Pathology > Basic Hematology > Normal Hematopoiesis > RBC Basics

RBC Basics

You are now at the beginning of the RBC Basics study section.

Much of what is known of red cell development has been learned from careful morphologic observation of RBC precursors in marrow and in in vitro culture. In culture individual cells of variable maturity are stimulated to grow, forming colonies. These are referred to as colony forming units or burst forming units with the suffix E for erythroid.

Although red cell development is generally observed by cell morphology, there are sequential changes in protein synthesis and expression which can be observed as antigen expression, ie. Glycophorin A and transferrin receptor or by Northern blot of messenger RNA expression, ie globin chain expression.

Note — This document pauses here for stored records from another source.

//! Room names - free-form shared rooms and deterministic pairwise rooms
//!
//! A pairwise room between identities `a` and `b` is always named
//! `room_<min>_<max>`, so both parties address the same room regardless
//! of which one connects first.

use std::fmt;

use crate::error::DomainError;
use crate::value_objects::Snowflake;

/// Prefix reserved for pairwise room names
pub const PRIVATE_ROOM_PREFIX: &str = "room_";

/// Maximum room name length in characters
pub const MAX_ROOM_NAME_LENGTH: usize = 255;

/// Two distinct identities sharing a private room, stored in ascending order
#[derive(Debug, Clone, Copy, PartialEq, Eq, Hash)]
pub struct PrivatePair {
    low: Snowflake,
    high: Snowflake,
}

impl PrivatePair {
    /// Build a pair from either ordering; `None` when both ids are equal
    pub fn new(a: Snowflake, b: Snowflake) -> Option<Self> {
        match a.cmp(&b) {
            std::cmp::Ordering::Less => Some(Self { low: a, high: b }),
            std::cmp::Ordering::Greater => Some(Self { low: b, high: a }),
            std::cmp::Ordering::Equal => None,
        }
    }

    /// Lower id; becomes the room creator
    pub fn low(&self) -> Snowflake {
        self.low
    }

    pub fn high(&self) -> Snowflake {
        self.high
    }

    pub fn contains(&self, id: Snowflake) -> bool {
        self.low == id || self.high == id
    }

    pub fn members(&self) -> [Snowflake; 2] {
        [self.low, self.high]
    }

    /// `room_<min>_<max>`
    pub fn canonical_name(&self) -> String {
        format!("{PRIVATE_ROOM_PREFIX}{}_{}", self.low, self.high)
    }
}

/// A parsed room name
#[derive(Debug, Clone, PartialEq, Eq, Hash)]
pub enum RoomName {
    /// `room_<a>_<b>` with two distinct numeric ids
    Private(PrivatePair),
    /// Any other name; provisioned through the administration API
    Named(String),
}

impl RoomName {
    /// Classify a raw name taken from a path segment
    pub fn parse(raw: &str) -> Result<Self, DomainError> {
        let name = raw.trim();
        if name.is_empty() {
            return Err(DomainError::InvalidRoomName("name cannot be empty".into()));
        }
        if name.chars().count() > MAX_ROOM_NAME_LENGTH {
            return Err(DomainError::InvalidRoomName(format!(
                "name exceeds {MAX_ROOM_NAME_LENGTH} characters"
            )));
        }

        if let Some((a, b)) = name
            .strip_prefix(PRIVATE_ROOM_PREFIX)
            .and_then(|rest| rest.split_once('_'))
        {
            if let (Some(a), Some(b)) = (parse_id(a), parse_id(b)) {
                return PrivatePair::new(a, b).map(Self::Private).ok_or_else(|| {
                    DomainError::InvalidRoomName(
                        "a private room needs two distinct participants".into(),
                    )
                });
            }
        }

        Ok(Self::Named(name.to_string()))
    }

    /// Pairwise room for two identities
    pub fn private(a: Snowflake, b: Snowflake) -> Option<Self> {
        PrivatePair::new(a, b).map(Self::Private)
    }

    /// Name under which the room is stored
    pub fn canonical(&self) -> String {
        match self {
            Self::Private(pair) => pair.canonical_name(),
            Self::Named(name) => name.clone(),
        }
    }

    pub fn as_private(&self) -> Option<&PrivatePair> {
        match self {
            Self::Private(pair) => Some(pair),
            Self::Named(_) => None,
        }
    }

    pub fn is_private(&self) -> bool {
        matches!(self, Self::Private(_))
    }

    /// Named rooms may not squat on the pairwise prefix
    pub fn is_reserved(&self) -> bool {
        match self {
            Self::Private(_) => true,
            Self::Named(name) => name.starts_with(PRIVATE_ROOM_PREFIX),
        }
    }
}

impl fmt::Display for RoomName {
    fn fmt(&self, f: &mut fmt::Formatter<'_>) -> fmt::Result {
        match self {
            Self::Private(pair) => write!(f, "{PRIVATE_ROOM_PREFIX}{}_{}", pair.low, pair.high),
            Self::Named(name) => f.write_str(name),
        }
    }
}

fn parse_id(part: &str) -> Option<Snowflake> {
    if part.is_empty() || !part.bytes().all(|b| b.is_ascii_digit()) {
        return None;
    }
    part.parse::<i64>().ok().map(Snowflake::new)
}
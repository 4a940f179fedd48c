//! Database connection pool management

mod postgres;

pub use postgres::{create_pool, run_migrations, MIGRATIONS_DIR};

// Re-export PgPool for convenience
pub use sqlx::postgres::PgPool;
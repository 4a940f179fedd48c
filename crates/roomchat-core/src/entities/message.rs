//! Message entity - an immutable chat message

use chrono::{DateTime, Utc};

use crate::value_objects::Snowflake;

/// Message entity
///
/// `room_id` is `None` only for legacy rows whose room no longer exists.
#[derive(Debug, Clone, PartialEq, Eq)]
pub struct Message {
    pub id: Snowflake,
    pub room_id: Option<Snowflake>,
    pub sender_id: Snowflake,
    pub body: String,
    pub created_at: DateTime<Utc>,
}

impl Message {
    /// Create a message stamped with the current server time
    pub fn new(id: Snowflake, room_id: Snowflake, sender_id: Snowflake, body: String) -> Self {
        Self {
            id,
            room_id: Some(room_id),
            sender_id,
            body,
            created_at: Utc::now(),
        }
    }
}
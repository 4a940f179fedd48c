//! Session error types

use roomchat_core::DomainError;
use roomchat_service::{AuthFailure, ServiceError};
use thiserror::Error;

use crate::protocol::CloseCode;

/// Why a chat session could not continue
#[derive(Debug, Error)]
pub enum SessionError {
    /// Handshake carried no usable token
    #[error("Unauthenticated: {}", .0.reason())]
    Unauthenticated(AuthFailure),

    /// Path segment is not a valid room name
    #[error("Invalid room name: {0}")]
    InvalidRoomName(#[source] DomainError),

    /// Directory or store refused the operation
    #[error("Service error: {0}")]
    Service(#[from] ServiceError),

    /// The broadcast group went away under the session
    #[error("Broadcast group closed")]
    GroupClosed,
}

impl SessionError {
    /// Close code the client receives for this error
    pub fn close_code(&self) -> CloseCode {
        match self {
            Self::Unauthenticated(_) => CloseCode::AuthenticationRequired,
            Self::InvalidRoomName(_) => CloseCode::RoomNotFound,
            Self::Service(e) if e.is_forbidden() => CloseCode::Forbidden,
            Self::Service(e) if e.is_not_found() => CloseCode::RoomNotFound,
            Self::Service(_) | Self::GroupClosed => CloseCode::InternalError,
        }
    }
}

/// Session result type
pub type SessionResult<T> = Result<T, SessionError>;

#[cfg(test)]
mod tests {
    use super::*;

    #[test]
    fn test_close_code_mapping() {
        assert_eq!(
            SessionError::Unauthenticated(AuthFailure::Expired).close_code(),
            CloseCode::AuthenticationRequired
        );
        assert_eq!(
            SessionError::from(ServiceError::permission_denied("nope")).close_code(),
            CloseCode::Forbidden
        );
        assert_eq!(
            SessionError::from(ServiceError::from(DomainError::RoomNotFound("x".into()))).close_code(),
            CloseCode::RoomNotFound
        );
        assert_eq!(
            SessionError::from(ServiceError::from(DomainError::DatabaseError("down".into())))
                .close_code(),
            CloseCode::InternalError
        );
    }
}
//! Identity database model

use sqlx::FromRow;

/// Database model for identities table
#[derive(Debug, Clone, FromRow)]
pub struct IdentityModel {
    pub id: i64,
    pub username: String,
    pub role: String,
}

As cells mature, from the most immature or blast cell to the final mature stage, they undergo numerous biochemical, structural and metabolic changes. The cytologic features of cells, as observed on Wright's stained peripheral blood and bone marrow smears, reflect such biochemical and structural developments. The general features of cell differentiation are common to most blood cells. Immature cells have delicate, fine nuclear chromatin which gradually becomes coarsely clumped or condensed. The size of the nucleus decreases; nucleoli are reduced in number or lost completely as in red cells. The nuclear shape which is initially round or oval may become uniquely confirgured as in myeloid cells. Mitotic competence is lost as cells differentiate.